▸ **RECORD EXTRACTS**:
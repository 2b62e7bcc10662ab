//! Format sniffing: animated vs static, from raw bytes.
//!
//! Classification looks only at container signatures, never at pixel data, so
//! it is cheap enough to run on every cache hit. The rules:
//!
//! | Container | Animated when |
//! |---|---|
//! | GIF | always — viewers hand GIFs to the frame-sequence renderer wholesale |
//! | PNG | an `acTL` chunk precedes the first `IDAT` (APNG) |
//! | WebP | the VP8X animation flag is set, or an `ANIM` chunk is present |
//! | anything else | never |
//!
//! A single-frame GIF therefore classifies as animated; it decodes into a
//! one-frame sequence, which renders identically to a static bitmap.

const GIF87A: &[u8] = b"GIF87a";
const GIF89A: &[u8] = b"GIF89a";
const PNG_SIGNATURE: &[u8] = &[0x89, b'P', b'N', b'G', 0x0D, 0x0A, 0x1A, 0x0A];

/// Coarse classification of an image payload.
#[derive(Debug, Clone, Copy, PartialEq, Eq)]
pub enum ImageClass {
    /// Single bitmap; decode with an ordinary still-image decoder.
    Static,
    /// Frame sequence; hand to the animated renderer.
    Animated,
}

/// Classify raw image bytes.
pub fn classify(bytes: &[u8]) -> ImageClass {
    if is_animated(bytes) {
        ImageClass::Animated
    } else {
        ImageClass::Static
    }
}

/// True when the payload carries an animated-image signature.
pub fn is_animated(bytes: &[u8]) -> bool {
    is_gif(bytes) || is_apng(bytes) || is_animated_webp(bytes)
}

fn is_gif(bytes: &[u8]) -> bool {
    bytes.starts_with(GIF87A) || bytes.starts_with(GIF89A)
}

/// Walk PNG chunks looking for `acTL` before the first `IDAT`.
///
/// Per the APNG spec the animation control chunk must precede the first image
/// data chunk, so the scan stops at `IDAT` (or `IEND`, or a truncated chunk).
fn is_apng(bytes: &[u8]) -> bool {
    if !bytes.starts_with(PNG_SIGNATURE) {
        return false;
    }

    let mut pos = PNG_SIGNATURE.len();
    // Each chunk: 4-byte big-endian length, 4-byte type, data, 4-byte CRC.
    while pos + 8 <= bytes.len() {
        let length = u32::from_be_bytes([bytes[pos], bytes[pos + 1], bytes[pos + 2], bytes[pos + 3]])
            as usize;
        let chunk_type = &bytes[pos + 4..pos + 8];
        match chunk_type {
            b"acTL" => return true,
            b"IDAT" | b"IEND" => return false,
            _ => {}
        }
        // length can be attacker-controlled; a checked add guards the cursor.
        pos = match pos.checked_add(8 + length + 4) {
            Some(next) => next,
            None => return false,
        };
    }
    false
}

/// RIFF layout: "RIFF" + file size + "WEBP" + chunks. An extended-format file
/// starts its chunk list with VP8X whose flag byte carries the animation bit.
fn is_animated_webp(bytes: &[u8]) -> bool {
    if bytes.len() < 21 || &bytes[0..4] != b"RIFF" || &bytes[8..12] != b"WEBP" {
        return false;
    }

    const ANIMATION_FLAG: u8 = 0x02;
    if &bytes[12..16] == b"VP8X" && bytes[20] & ANIMATION_FLAG != 0 {
        return true;
    }

    // Lenient fallback: some writers emit ANIM without the VP8X flag set.
    let mut pos = 12;
    while pos + 8 <= bytes.len() {
        let fourcc = &bytes[pos..pos + 4];
        if fourcc == b"ANIM" {
            return true;
        }
        let size = u32::from_le_bytes([
            bytes[pos + 4],
            bytes[pos + 5],
            bytes[pos + 6],
            bytes[pos + 7],
        ]) as usize;
        // RIFF chunks are padded to even sizes.
        let padded = size + (size & 1);
        pos = match pos.checked_add(8 + padded) {
            Some(next) => next,
            None => return false,
        };
    }
    false
}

▸ **EXERCISE OBJECTIVE**: In the listing above, find the line with "An extended-format file" and the line with "if bytes.len() <"; set down exactly those two lines and every line between them, nothing more.

▸ **RESPONSE TO THE EXERCISE**:
/// RIFF layout: "RIFF" + file size + "WEBP" + chunks. An extended-format file
/// starts its chunk list with VP8X whose flag byte carries the animation bit.
fn is_animated_webp(bytes: &[u8]) -> bool {
    if bytes.len() < 21 || &bytes[0..4] != b"RIFF" || &bytes[8..12] != b"WEBP" {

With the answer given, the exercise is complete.